Extracted data entries:
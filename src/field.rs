//! Flat field records and the path conventions shared by every analysis.
//!
//! A path is the chain of ancestor element names joined by [`PATH_SEPARATOR`], ending in the
//! element's own name. The root element's path is its bare name and its parent path is empty.

use std::collections::{BTreeMap, BTreeSet};

use serde::{Deserialize, Serialize};

pub const PATH_SEPARATOR: &str = " > ";

/// One element occurrence class within one document, folded by `(name, depth)`.
#[derive(Debug, Clone, PartialEq, Eq, Serialize, Deserialize,)]
#[serde(rename_all = "camelCase")]
pub struct FieldRecord {
    pub name:         String,
    pub path:         String,
    pub parent_path:  String,
    pub depth:        usize,
    pub order_index:  usize,
    pub has_children: bool,
    pub child_count:  usize,
    pub has_text:     bool,
    /// First non-empty text seen, truncated for display.
    #[serde(default, skip_serializing_if = "Option::is_none")]
    pub text_content: Option<String,>,
    /// Trimmed text value -> number of occurrences carrying it.
    #[serde(default, skip_serializing_if = "Option::is_none")]
    pub value_counts: Option<BTreeMap<String, usize,>,>,
    #[serde(default)]
    pub attributes:   BTreeSet<String,>,
    pub occurrences:  usize,
}

impl FieldRecord {
    /// Every distinct value of this record, falling back to the display sample when no
    /// value distribution was recorded.
    pub fn values(&self,) -> Vec<&str,> {
        match &self.value_counts {
            Some(counts,) => counts.keys().map(String::as_str,).collect(),
            None => self.text_content.as_deref().into_iter().collect(),
        }
    }

    fn with_prefix_removed(&self, prefix: &str,) -> FieldRecord {
        FieldRecord {
            name: remove_prefix_from_name(&self.name, prefix,),
            path: remove_prefix_from_path(&self.path, prefix,),
            parent_path: remove_prefix_from_path(&self.parent_path, prefix,),
            ..self.clone()
        }
    }
}

/// The extracted fields of one loaded document.
#[derive(Debug, Clone, PartialEq, Eq, Serialize, Deserialize,)]
pub struct FileFieldSet {
    pub filename: String,
    pub fields:   Vec<FieldRecord,>,
}

impl FileFieldSet {
    pub fn new(filename: impl Into<String,>, fields: Vec<FieldRecord,>,) -> Self {
        Self {
            filename: filename.into(),
            fields,
        }
    }

    /// Distinct field names of this file.
    pub fn field_names(&self,) -> BTreeSet<&str,> {
        self.fields.iter().map(|f| f.name.as_str(),).collect()
    }

    pub fn has_field_name(&self, name: &str,) -> bool {
        self.fields.iter().any(|f| f.name == name,)
    }

    /// Copy of this set with `prefix` removed from every name and path segment.
    pub fn strip_prefix(&self, prefix: &str,) -> FileFieldSet {
        if prefix.is_empty() {
            return self.clone();
        }
        FileFieldSet {
            filename: self.filename.clone(),
            fields:   self
                .fields
                .iter()
                .map(|f| f.with_prefix_removed(prefix,),)
                .collect(),
        }
    }
}

pub fn join_path(parent_path: &str, name: &str,) -> String {
    if parent_path.is_empty() {
        name.to_string()
    } else {
        format!("{parent_path}{PATH_SEPARATOR}{name}")
    }
}

/// `path` truncated at its last separator; empty for a root path.
pub fn parent_path_of(path: &str,) -> &str {
    match path.rfind(PATH_SEPARATOR,) {
        Some(idx,) => &path[..idx],
        None => "",
    }
}

pub fn depth_of(path: &str,) -> usize {
    path.matches(PATH_SEPARATOR,).count()
}

/// Last segment of `path`.
pub fn name_of(path: &str,) -> &str {
    match path.rfind(PATH_SEPARATOR,) {
        Some(idx,) => &path[idx + PATH_SEPARATOR.len()..],
        None => path,
    }
}

/// Strips a literal `prefix` from the start of `name`. Purely textual: `ns:Order` with prefix
/// `ns:` becomes `Order`, whatever namespace `ns` is bound to.
pub fn remove_prefix_from_name(name: &str, prefix: &str,) -> String {
    if prefix.is_empty() {
        return name.to_string();
    }
    name.strip_prefix(prefix,).unwrap_or(name,).to_string()
}

/// Applies [`remove_prefix_from_name`] to every segment of `path`.
pub fn remove_prefix_from_path(path: &str, prefix: &str,) -> String {
    if prefix.is_empty() || path.is_empty() {
        return path.to_string();
    }
    path.split(PATH_SEPARATOR,)
        .map(|segment| remove_prefix_from_name(segment, prefix,),)
        .collect::<Vec<_,>>()
        .join(PATH_SEPARATOR,)
}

▶ _Work item_
Copy each line in the data that holds the word "truncated".

▶ _Task output_
    /// First non-empty text seen, truncated for display.
/// `path` truncated at its last separator; empty for a root path.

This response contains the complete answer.